Regarding the index impacts, the short answer is that Westfield will reduce in weighting but the degree depends on investors' actions. The starting point is that investors will receive ~⅓ of the share price back as cash, which implies the index weight could fall from ~14% to ~9% (with other stocks up-weighted). The nuance is that shareholders can choose Unibail-Rodamco shares that trade overseas, or Unibail-Rodamco CDIs that will trade on the ASX. Assuming ~40% of Westfield's shareholders are foreign based, and choose to take shares in the parent firm, then the weighting could be materially lower on the ASX. The beneficiaries will be "up-weighted" stocks like Scentre (SCG), Dexus (DXS), Goodman (GMG), etc. However, we await an official update from S&P regarding our logic on the potential index changes.
How does Australia compare to global markets?
Improved global growth has underpinned strong interest in physical real estate assets, with capital values in most markets lifting over 2017. Western Europe has witnessed strong office rental growth, the rise of ecommerce globally has aided industrial rents and values, while the US leads the softening of the retail asset class. The largest gains have been in German and Spanish residential names, while US retail names have suffered of late. The global outlook is mixed, with Asia and Europe expected to perform solidly, while the US is expected to be negatively impacted by further rate rises. This is due to the negative correlation on defensive assets pricing, with rotation occurring into growth assets as tax cuts aid businesses and the economy improves. This is likely to drag on Global performance given the US REIT market represents ~46% of the global index (FTSE EPRA/NAREIT Global Index). Risks to the upside are from further M&A, with a number of large transactions (in addition to Westfield's) announced at year end. These include Brookfield approaching the large US mall operator, GGP Inc. (GGP.US), with a $15bn offer to acquire the company. In Europe, the German residential property company Vonovia made an offer to buy BUWOG, an Austrian company which also has properties in Germany. The deal values Buwog at around €5.2bn. In the UK, Property developer Hammerson has made an £3.4bn offer to acquire Intu Properties, which owns and runs UK shopping centres. In Asia, China Vanke (2202.HK) has entered a deal to buy a portfolio of 20 retail assets in China from Singapore’s CapitaLand (CAPL.SP) for RMB8.4bn (S$1.3bn).
Against this backdrop, the Australian market compares favourably on a global stage given the following points:
- There remains strong demand for Australian assets, given the relatively high yields on offer versus other developed markets.
- In part this is due to the perception that Australia is a safe investment destination, with a relatively stable government, strong banking sector and tight planning practices.
- The underlying property fundamentals remain generally positive. The bright spots are the Sydney and Melbourne office markets and the East Coast industrial markets, while the Australian retail sector faces headwinds.
- On the retail front, Australia has much less retail space per person vs other markets, less reliance on department stores and population growth.

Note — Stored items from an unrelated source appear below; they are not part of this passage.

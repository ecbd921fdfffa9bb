//! Error types for the enrichment clients.

use dealscout_core::ScoutError;
use thiserror::Error;

/// Errors that can occur while talking to the search or scoring APIs.
#[derive(Error, Debug)]
pub enum EnrichError {
    /// Missing or unusable client configuration
    #[error("enrichment not configured: {0}")]
    NotConfigured(String),

    /// API answered with a non-success status
    #[error("API error ({provider}): status {status}, {message}")]
    ApiError {
        /// Provider name
        provider: String,
        /// HTTP status code
        status: u16,
        /// Response body or reason
        message: String,
    },

    /// Still rate limited after every retry
    #[error("rate limit exceeded for {provider} after {attempts} attempts")]
    RateLimitExceeded {
        /// Provider name
        provider: String,
        /// Attempts made
        attempts: u32,
    },

    /// Response could not be interpreted
    #[error("failed to parse response from {provider}: {message}")]
    ParseError {
        /// Provider name
        provider: String,
        /// Error message
        message: String,
    },

    /// Network error
    #[error("network error: {0}")]
    Network(#[from] reqwest::Error),

    /// Serialization error
    #[error("serialization error: {0}")]
    Serialization(#[from] serde_json::Error),

    /// Internal error
    #[error("internal error: {0}")]
    Internal(String),
}

/// Result type alias for enrichment operations.
pub type Result<T> = std::result::Result<T, EnrichError>;

impl From<EnrichError> for ScoutError {
    fn from(err: EnrichError) -> Self {
        ScoutError::Enrichment(err.to_string())
    }
}
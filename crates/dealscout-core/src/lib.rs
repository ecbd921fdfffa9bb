//! Dealscout Core - Foundation crate for the dealscout scraping orchestrator.
//!
//! This crate provides shared types, error handling and configuration
//! management that the proxy, browser, enrichment and scanner crates
//! depend on.
//!
//! # Modules
//!
//! - [`error`] - Central error types using thiserror
//! - [`config`] - TOML-based configuration with XDG paths
//! - [`types`] - Shared newtypes (`SiteId`, `RecordId`, `Timestamp`), `Site` and `ProxyEndpoint`
//!
//! # Example
//!
//! ```rust
//! use dealscout_core::{AppConfig, SiteId};
//!
//! # fn main() -> Result<(), Box<dyn std::error::Error>> {
//! let config = AppConfig::default();
//! let amazon = SiteId::new("amazon")?;
//! assert!(config.sites.iter().any(|site| site.id == amazon));
//! # Ok(())
//! # }
//! ```

#![warn(missing_docs)]
#![warn(clippy::all)]
#![warn(clippy::pedantic)]
#![allow(clippy::module_name_repetitions)]
#![allow(clippy::missing_errors_doc)]
#![allow(clippy::missing_panics_doc)]

pub mod config;
pub mod error;
pub mod types;

// Re-export commonly used types
pub use config::{AppConfig, BrowserConfig, EnrichmentConfig, ProxyConfig};
pub use error::{ConfigError, ConfigResult, Result, ScoutError};
pub use types::{ProxyEndpoint, RecordId, Site, SiteId, Timestamp};
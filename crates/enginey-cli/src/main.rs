//! Command-line front end for YScript project and scene files.
//!
//! Usage:
//!   ysc `<file>` [--tokens] [--ast] [--nodes] [--json] [--config] [--log `<filter>`]
//!
//! With no dump flag the file is only loaded and validated; the exit status
//! reports whether that succeeded.

mod json;

use std::path::Path;
use std::process::ExitCode;

use anyhow::{Context, Result};
use clap::{Arg, ArgAction, ArgMatches, Command};
use enginey_project::{LoadOptions, LoggingConfig, Project, init_logging};
use enginey_yscript::{lex_file, print_program};

fn cli() -> Command {
    let flag = |name: &'static str, help: &'static str| {
        Arg::new(name).long(name).help(help).action(ArgAction::SetTrue)
    };
    Command::new("ysc")
        .version(env!("CARGO_PKG_VERSION"))
        .about("Inspect and validate EngineY project (.yproj) and scene (.ysc) files")
        .arg_required_else_help(true)
        .arg(Arg::new("file").help("Path to the project or scene file").required(true).index(1))
        .arg(flag("tokens", "Print the token stream"))
        .arg(flag("ast", "Print the parsed syntax tree"))
        .arg(flag("nodes", "Print the built node forest"))
        .arg(flag("json", "Print the node forest and metadata as JSON"))
        .arg(flag("config", "Print the validated project configuration as JSON"))
        .arg(
            Arg::new("log")
                .long("log")
                .value_name("FILTER")
                .help("Log filter, e.g. 'debug' or 'enginey_yscript=trace' (default: RUST_LOG, then info)"),
        )
}

fn main() -> ExitCode {
    let matches = cli().get_matches();

    let logging = match matches.get_one::<String>("log") {
        Some(filter) => LoggingConfig::with_filter(filter.as_str()),
        None => LoggingConfig::default(),
    };
    init_logging(logging);

    match run(&matches) {
        Ok(()) => ExitCode::SUCCESS,
        Err(e) => {
            log::error!("{e:#}");
            ExitCode::FAILURE
        }
    }
}

fn run(matches: &ArgMatches) -> Result<()> {
    let Some(file) = matches.get_one::<String>("file") else {
        anyhow::bail!("no input file");
    };
    let path = Path::new(file);

    if matches.get_flag("tokens") {
        let (_, tokens) = lex_file(path).with_context(|| format!("failed to lex {}", path.display()))?;
        for token in &tokens {
            println!("{token}");
        }
    }

    // Scene files carry nodes only.
    let is_scene = path.extension().is_some_and(|ext| ext == "ysc");
    let options = LoadOptions { skip_config: is_scene, ..Default::default() };
    let project = Project::load(path, options)?;

    if matches.get_flag("ast") {
        print!("{}", print_program(project.program()));
    }
    if matches.get_flag("nodes") {
        print!("{}", project.graph().dump());
    }
    if matches.get_flag("json") {
        println!("{}", serde_json::to_string_pretty(&json::graph(project.graph()))?);
    }
    if matches.get_flag("config") {
        match project.config() {
            Some(config) => println!("{}", serde_json::to_string_pretty(&json::config(config))?),
            None => log::warn!("{} is a scene file and has no project configuration", path.display()),
        }
    }

    log::info!("{} is valid", path.display());
    Ok(())
}

#[cfg(test)]
mod tests {
    use super::*;

    #[test]
    fn parses_flags() {
        let matches = cli()
            .try_get_matches_from(["ysc", "demo.yproj", "--nodes", "--log", "debug"])
            .unwrap();
        assert_eq!(matches.get_one::<String>("file").map(String::as_str), Some("demo.yproj"));
        assert!(matches.get_flag("nodes"));
        assert!(!matches.get_flag("ast"));
        assert_eq!(matches.get_one::<String>("log").map(String::as_str), Some("debug"));
    }

    #[test]
    fn requires_a_file() {
        assert!(cli().try_get_matches_from(["ysc", "--ast"]).is_err());
    }

    #[test]
    fn run_reports_missing_file() {
        let matches = cli().try_get_matches_from(["ysc", "/no/such/file.yproj"]).unwrap();
        assert!(run(&matches).is_err());
    }
}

- Australian tenants sign long term contractual leases with annual increases which is not a feature of many countries.
These factors have seen AREITs outperform Global REITs and US REITs over three years, without the currency or political risk associated with offshore investments. Should the US lift rates as expected and their dollar strengthen (and AUD soften), then offshore demand will remain strong.